Some of those attending these discussions inquired if the concern were really regulatory
in nature as opposed to evaluating the risks involved in employing autoclaves in the
treatment of medical waste. For example, while suction canisters may represent the
highest concentration of organic matter in the waste stream, none of those attending the
conference were aware of any incident in which even one of the estimated 60 million
canisters generated and treated per year around the world was linked to infection.
However, very few epidemiologic studies have been conducted involving medical waste
as a reservoir of infectious agents.
FIFRA
A representative of the EPA’s antimicrobials group presented the following key points
regarding the Federal Insecticide, Fungicide, and Rodenticide Act (FIFRA):
It is against the law for anyone to sell or distribute chemical pesticides without EPA
labeling. To obtain FIFRA registration, chemical vendors must present data from
efficacy tests involving the two types of biological indicators and these data must
demonstrate a 4 Log10 inactivation of bacterial spores and a 6 Log10 inactivation of
mycobacteria.
For more information on FIFRA, including registration, the group is requested to contact
Jacqueline Campbell-McFarlane of the United States Environmental Protection Agency
(EPA), Antimicrobials Division, at (703) 308-6416 or Campbell-
McFarlane.Jacqueline@epa.gov.
UNTREATED CONTROLS
As noted earlier in the discussions, it was the consensus of the group that the results for
studies involving untreated controls be used to obtain a baseline in efficacy tests of all
treatment technologies and further, that this recommendation be incorporated any
guidance document to emerge from the meeting.

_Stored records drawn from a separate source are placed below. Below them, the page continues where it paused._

#[cfg(test)]
mod tests {
    use super::*;
    use crate::actuator::DryRunActuator;
    use crate::container::ContainerKind;
    use crate::error::ActuatorError;
    use crate::item::{ItemRecord, Rarity};
    use proptest::prelude::*;

    fn record(key: u64, name: &str, w: u32, h: u32, slot: u32) -> ItemRecord {
        ItemRecord {
            key: ItemKey(key),
            item_type_id: name.to_string(),
            display_name: name.to_string(),
            rarity: Rarity::Common,
            width: w,
            height: h,
            slot_index: slot,
            stack_count: 1,
            container: ContainerKind::Storage,
        }
    }

    fn stash(items: Vec<ItemRecord>) -> StorageGrid {
        StorageGrid::load(ContainerKind::Storage, items).unwrap()
    }

    fn bag() -> StorageGrid {
        StorageGrid::new(ContainerKind::Bag).unwrap()
    }

    /// Cancels the token when the n-th move is made.
    struct CancelAfter {
        moves: usize,
        after: usize,
        token: CancellationToken,
    }

    impl Actuator for CancelAfter {
        fn move_item(&mut self, _: Location, _: Location, _: Footprint) -> Result<(), ActuatorError> {
            self.moves += 1;
            if self.moves == self.after {
                self.token.cancel();
            }
            Ok(())
        }
    }

    struct NoWindow;

    impl Actuator for NoWindow {
        fn ensure_target(&mut self) -> Result<(), ActuatorError> {
            Err(ActuatorError::TargetUnavailable("game window not found".into()))
        }

        fn move_item(&mut self, _: Location, _: Location, _: Footprint) -> Result<(), ActuatorError> {
            panic!("no moves expected")
        }
    }

    #[test]
    fn test_overlapping_input_displaces_bottom_right() {
        let mut dest = stash(vec![record(1, "Axe", 2, 2, 0), record(2, "Gem", 1, 1, 0)]);
        let mut overflow = bag();
        let mut actuator = DryRunActuator::default();

        let report = SortEngine::default().sort(
            &mut dest,
            Some(&mut overflow),
            &mut actuator,
            &CancellationToken::new(),
        );

        assert!(report.is_completed());
        assert_eq!(report.sequence, vec![ItemKey(1), ItemKey(2)]);
        let first = &report.placements[0];
        assert_eq!(first.item, ItemKey(2));
        assert_eq!(first.kind, PlacementKind::Displace);
        assert_eq!(first.to.pos, Position::new(11, 19));
        assert!(report.placements.iter().all(|p| p.item != ItemKey(1)));

        assert_eq!(dest.get(ItemKey(1)).unwrap().pos, Position::new(0, 0));
        assert_eq!(dest.get(ItemKey(2)).unwrap().pos, Position::new(2, 0));
        assert!(dest.is_consistent());
        assert_eq!(actuator.drags().len(), report.placements.len());
    }

    #[test]
    fn test_item_too_large_for_grid() {
        let mut dest = StorageGrid::with_size(ContainerKind::Storage, 1, 1);
        dest.load_records(vec![record(1, "Axe", 2, 2, 0)]).unwrap();
        let mut actuator = DryRunActuator::default();

        let report = SortEngine::default().sort(&mut dest, None, &mut actuator, &CancellationToken::new());

        assert!(matches!(
            report.failure(),
            Some(SortFailure::OutOfSpace { item: ItemKey(1), .. })
        ));
        assert!(report.placements.is_empty());
        assert!(actuator.drags().is_empty());
    }

    #[test]
    fn test_cancel_after_first_placement() {
        let mut dest = stash(vec![
            record(1, "Axe", 1, 1, 239),
            record(2, "Bow", 1, 1, 238),
            record(3, "Cap", 1, 1, 237),
        ]);
        let token = CancellationToken::new();
        let mut actuator = CancelAfter {
            moves: 0,
            after: 1,
            token: token.clone(),
        };

        let report = SortEngine::default().sort(&mut dest, Some(&mut bag()), &mut actuator, &token);

        assert!(report.is_cancelled());
        assert_eq!(report.placements.len(), 1);
        assert_eq!(report.placements[0].to.pos, Position::new(0, 0));
        assert_eq!(actuator.moves, 1);
    }

    #[test]
    fn test_cancel_before_start() {
        let mut dest = stash(vec![record(1, "Axe", 1, 1, 5)]);
        let token = CancellationToken::new();
        token.cancel();
        let report = SortEngine::default().sort(&mut dest, None, &mut DryRunActuator::default(), &token);
        assert!(report.is_cancelled());
        assert!(report.placements.is_empty());
    }

    #[test]
    fn test_already_sorted_is_noop() {
        let mut dest = stash(vec![
            record(1, "Bow", 2, 4, 0),
            record(2, "Axe", 2, 2, 2),
            record(3, "Gem", 1, 1, 4),
        ]);
        let mut actuator = DryRunActuator::default();
        let report = SortEngine::default().sort(&mut dest, None, &mut actuator, &CancellationToken::new());

        assert!(report.is_completed());
        assert!(report.placements.is_empty());
        assert_eq!(report.unchanged, 3);
    }

    #[test]
    fn test_target_unavailable() {
        let mut dest = stash(vec![record(1, "Axe", 1, 1, 5)]);
        let report = SortEngine::default().sort(&mut dest, None, &mut NoWindow, &CancellationToken::new());
        assert!(matches!(
            report.failure(),
            Some(SortFailure::TargetUnavailable(_))
        ));
    }

    #[test]
    fn test_displacement_into_overflow() {
        // 2x1 grid: Axe (1x1) sits where Bow (2x1) must go, and the only
        // other cell is covered by Bow itself.
        let mut dest = StorageGrid::with_size(ContainerKind::Storage, 2, 2);
        dest.load_records(vec![record(1, "Bow", 2, 1, 2), record(2, "Axe", 1, 1, 0)])
            .unwrap();
        let mut overflow = bag();
        let mut actuator = DryRunActuator::default();

        let report = SortEngine::default().sort(
            &mut dest,
            Some(&mut overflow),
            &mut actuator,
            &CancellationToken::new(),
        );

        assert!(report.is_completed(), "{:?}", report.status);
        let displaced = &report.placements[0];
        assert_eq!(displaced.item, ItemKey(2));
        assert_eq!(displaced.to.container, ContainerKind::Bag);
        // Axe comes back from the bag to the second row.
        let last = report.placements.last().unwrap();
        assert_eq!(last.item, ItemKey(2));
        assert_eq!(last.from.container, ContainerKind::Bag);
        assert_eq!(last.to, Location::new(ContainerKind::Storage, Position::new(0, 1)));
        assert!(overflow.is_empty());
        assert!(dest.is_consistent());
    }

    #[test]
    fn test_no_displacement_space() {
        let mut dest = StorageGrid::with_size(ContainerKind::Storage, 2, 2);
        dest.load_records(vec![record(1, "Bow", 2, 1, 2), record(2, "Axe", 1, 1, 0)])
            .unwrap();
        let mut full = StorageGrid::with_size(ContainerKind::Bag, 1, 1);
        full.place(record(9, "Rock", 1, 1, 0), Position::new(0, 0)).unwrap();

        let report = SortEngine::default().sort(
            &mut dest,
            Some(&mut full),
            &mut DryRunActuator::default(),
            &CancellationToken::new(),
        );
        assert_eq!(
            report.failure(),
            Some(&SortFailure::NoDisplacementSpace {
                item: ItemKey(1),
                blocker: ItemKey(2)
            })
        );
        assert!(report.placements.is_empty());
    }

    fn arb_items() -> impl Strategy<Value = Vec<(u32, u32, u32)>> {
        proptest::collection::vec((1u32..=3, 1u32..=3, 0u32..240), 1..20)
    }

    proptest! {
        #[test]
        fn test_sorted_grid_is_packed(specs in arb_items()) {
            let items: Vec<ItemRecord> = specs
                .iter()
                .enumerate()
                .map(|(i, (w, h, slot))| record(i as u64 + 1, &format!("I{}", i % 4), *w, *h, *slot))
                .collect();
            let mut dest = stash(items);
            let mut overflow = bag();
            let mut actuator = DryRunActuator::default();

            let report = SortEngine::default().sort(
                &mut dest,
                Some(&mut overflow),
                &mut actuator,
                &CancellationToken::new(),
            );

            prop_assert!(report.failure().map_or(true, |f| f.is_space_error()));

            // A displaced item never lands on the item it made room for,
            // neither where it stood nor where it was going.
            for (i, d) in report.placements.iter().enumerate() {
                let (Some(owner), ContainerKind::Storage) = (d.making_room_for, d.to.container) else {
                    continue;
                };
                let moved = d.footprint.at(d.to.pos);
                if let Some(place) = report.placements[i..]
                    .iter()
                    .find(|p| p.item == owner && p.kind == PlacementKind::Place)
                {
                    prop_assert!(!moved.intersects(&place.footprint.at(place.to.pos)));
                    if place.from.container == ContainerKind::Storage {
                        prop_assert!(!moved.intersects(&place.footprint.at(place.from.pos)));
                    }
                }
            }

            if report.is_completed() {
                prop_assert!(dest.is_consistent());
                prop_assert!(overflow.is_empty());
                prop_assert_eq!(dest.len(), specs.len());

                let mut seen = Vec::new();
                for y in 0..dest.height() {
                    for x in 0..dest.width() {
                        if let Some(k) = dest.occupant(x, y) {
                            if !seen.contains(&k) {
                                seen.push(k);
                            }
                        }
                    }
                }
                prop_assert_eq!(seen, report.sequence.clone());
            }
        }
    }
}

Those that participated in the conference on this additional day also endorsed the use of
data from untreated control studies in evaluating the efficacy of all treatment
technologies.
One of the participants suggested that shredders used in some technologies to preshred
the waste prior to thermal or chemical treatment could in themselves create logarithmic
reductions in the concentration of biological indicators. If in fact this was the case, then
such pre-treatment shredding systems would have to employ higher initial
concentrations of the biological indicators to account for losses due to the shredding
process.
Shredding is not recognized as medical waste treatment method and there are no
studies available which would support the use of shredders as a form of treatment. The
population reduction which may be observed would more likely be the result of
dispersion of the waste during shredding or other non-treatment factors. The use of
shredding before, during or after treatment of medical waste remains an area of concern
to those attending these discussions.
The group discussed the use of the term pre-shredding and suggested that it not be
used collectively to represent all options. Rather it was recommended that “internal or
external destructive technologies” employed prior to the treatment of the waste replace
the term. This is an area that merits further discussion and research rather internal or
external destructive technologies should be used. This is an area that merits further
discussion and research
STAATT III MEETING
DECEMBER 5-7, 2005
DAY 2 SUMMARY DECEMBER 6, 2005
PARAMETRIC MONITORING
The consensus of the attendees was again that challenge and regular quality control
testing could be conducted through either parametric monitoring or through the use of
biological indicators provided that parametric monitors have been validated through
efficacy testing. In addition, these criteria should be revalidated at regular intervals as
determined through discussions between regulators and vendors or in the rare instances
that the vendors make no claims as to the capabilities of their systems to treat medical
waste, the operators of the technology. The group also recommended that the
parameters being monitored by the devices should be permanently recorded from real
time collection.
With respect to the word “permanent” and how it pertained to keeping records, it was
suggested and agreed that the data would need to be in a format that could be reviewed
and that the medium of the record should be determined by the appropriate regulatory
agency.
The responsible regulatory authority determines, in accord with its regulations, the
frequency of QC studies. While some states require QC testing as often as every 40
hours of operation, some attendees suggested that QC tests be performed with
biological indicators on an annual basis with parametric monitoring to provide confidence
in the interim. Alternatively others present expressed the opinion that such yearly QC
tests assign too much validity to what some thought were possible variables involved in
parametric monitoring. Consequently, no recommendation was made for revalidation
intervals for parametric monitors to be included in a STAATTT III guidance report.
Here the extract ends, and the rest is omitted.